**WORK ITEM:** A faithful copy of the whole listing is required.

**PROVIDED DATA:**
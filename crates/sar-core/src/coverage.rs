//! Coverage analysis over mission breadcrumbs.
//!
//! A single pass buckets samples into fixed-size grid cells, then a bounded
//! scan around the visited cells looks for unsearched holes inside the
//! effective search perimeter.

use crate::error::{EngineError, EngineResult};
use crate::models::{Breadcrumb, Coordinate};
use crate::spatial::{distance, GridCell, METERS_PER_DEG_LAT};
use chrono::{DateTime, Utc};
use serde::{Deserialize, Serialize};
use std::collections::{BTreeMap, BTreeSet};
use std::f64::consts::PI;

/// Default cell size, roughly 111 m at the equator.
pub const DEFAULT_CELL_SIZE_DEG: f64 = 0.001;
/// Intensity added per breadcrumb, capped at 1.0 per cell.
pub const DEFAULT_INTENSITY_INCREMENT: f64 = 0.1;
/// Time credited to a cell per breadcrumb.
pub const DEFAULT_SECONDS_PER_SAMPLE: f64 = 30.0;
/// Cells added around the visited bounding box before the gap scan.
pub const DEFAULT_GAP_MARGIN_CELLS: i64 = 5;
/// Radius, in cells, of the neighbourhood counted around an unvisited cell.
pub const DEFAULT_GAP_NEIGHBOR_RADIUS_CELLS: i64 = 3;
/// An unvisited cell is a gap when more than this many neighbours were searched.
pub const DEFAULT_GAP_MIN_NEIGHBORS: usize = 2;
/// Above this many searched neighbours a gap is high priority.
pub const DEFAULT_GAP_HIGH_PRIORITY_NEIGHBORS: usize = 4;
/// Gap candidates closer than this are merged into one gap.
pub const DEFAULT_GAP_MERGE_RADIUS_M: f64 = 200.0;
/// Upper bound on cells visited by the gap scan.
pub const DEFAULT_MAX_GAP_SCAN_CELLS: usize = 250_000;

#[derive(Debug, Clone, Serialize, Deserialize)]
#[serde(default)]
pub struct CoverageConfig {
    pub cell_size_deg: f64,
    pub intensity_increment: f64,
    pub seconds_per_sample: f64,
    pub gap_margin_cells: i64,
    pub gap_neighbor_radius_cells: i64,
    pub gap_min_neighbors: usize,
    pub gap_high_priority_neighbors: usize,
    pub gap_merge_radius_m: f64,
    pub max_gap_scan_cells: usize,
}

impl Default for CoverageConfig {
    fn default() -> Self {
        Self {
            cell_size_deg: DEFAULT_CELL_SIZE_DEG,
            intensity_increment: DEFAULT_INTENSITY_INCREMENT,
            seconds_per_sample: DEFAULT_SECONDS_PER_SAMPLE,
            gap_margin_cells: DEFAULT_GAP_MARGIN_CELLS,
            gap_neighbor_radius_cells: DEFAULT_GAP_NEIGHBOR_RADIUS_CELLS,
            gap_min_neighbors: DEFAULT_GAP_MIN_NEIGHBORS,
            gap_high_priority_neighbors: DEFAULT_GAP_HIGH_PRIORITY_NEIGHBORS,
            gap_merge_radius_m: DEFAULT_GAP_MERGE_RADIUS_M,
            max_gap_scan_cells: DEFAULT_MAX_GAP_SCAN_CELLS,
        }
    }
}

**SOLUTION TO THIS EXERCISE:**
filename crates/sar-core/src/coverage.rs
//! Coverage analysis over mission breadcrumbs.
//!
//! A single pass buckets samples into fixed-size grid cells, then a bounded
//! scan around the visited cells looks for unsearched holes inside the
//! effective search perimeter.

use crate::error::{EngineError, EngineResult};
use crate::models::{Breadcrumb, Coordinate};
use crate::spatial::{distance, GridCell, METERS_PER_DEG_LAT};
use chrono::{DateTime, Utc};
use serde::{Deserialize, Serialize};
use std::collections::{BTreeMap, BTreeSet};
use std::f64::consts::PI;

/// Default cell size, roughly 111 m at the equator.
pub const DEFAULT_CELL_SIZE_DEG: f64 = 0.001;
/// Intensity added per breadcrumb, capped at 1.0 per cell.
pub const DEFAULT_INTENSITY_INCREMENT: f64 = 0.1;
/// Time credited to a cell per breadcrumb.
pub const DEFAULT_SECONDS_PER_SAMPLE: f64 = 30.0;
/// Cells added around the visited bounding box before the gap scan.
pub const DEFAULT_GAP_MARGIN_CELLS: i64 = 5;
/// Radius, in cells, of the neighbourhood counted around an unvisited cell.
pub const DEFAULT_GAP_NEIGHBOR_RADIUS_CELLS: i64 = 3;
/// An unvisited cell is a gap when more than this many neighbours were searched.
pub const DEFAULT_GAP_MIN_NEIGHBORS: usize = 2;
/// Above this many searched neighbours a gap is high priority.
pub const DEFAULT_GAP_HIGH_PRIORITY_NEIGHBORS: usize = 4;
/// Gap candidates closer than this are merged into one gap.
pub const DEFAULT_GAP_MERGE_RADIUS_M: f64 = 200.0;
/// Upper bound on cells visited by the gap scan.
pub const DEFAULT_MAX_GAP_SCAN_CELLS: usize = 250_000;

#[derive(Debug, Clone, Serialize, Deserialize)]
#[serde(default)]
pub struct CoverageConfig {
    pub cell_size_deg: f64,
    pub intensity_increment: f64,
    pub seconds_per_sample: f64,
    pub gap_margin_cells: i64,
    pub gap_neighbor_radius_cells: i64,
    pub gap_min_neighbors: usize,
    pub gap_high_priority_neighbors: usize,
    pub gap_merge_radius_m: f64,
    pub max_gap_scan_cells: usize,
}

impl Default for CoverageConfig {
    fn default() -> Self {
        Self {
            cell_size_deg: DEFAULT_CELL_SIZE_DEG,
            intensity_increment: DEFAULT_INTENSITY_INCREMENT,
            seconds_per_sample: DEFAULT_SECONDS_PER_SAMPLE,
            gap_margin_cells: DEFAULT_GAP_MARGIN_CELLS,
            gap_neighbor_radius_cells: DEFAULT_GAP_NEIGHBOR_RADIUS_CELLS,
            gap_min_neighbors: DEFAULT_GAP_MIN_NEIGHBORS,
            gap_high_priority_neighbors: DEFAULT_GAP_HIGH_PRIORITY_NEIGHBORS,
            gap_merge_radius_m: DEFAULT_GAP_MERGE_RADIUS_M,
            max_gap_scan_cells: DEFAULT_MAX_GAP_SCAN_CELLS,
        }
    }
}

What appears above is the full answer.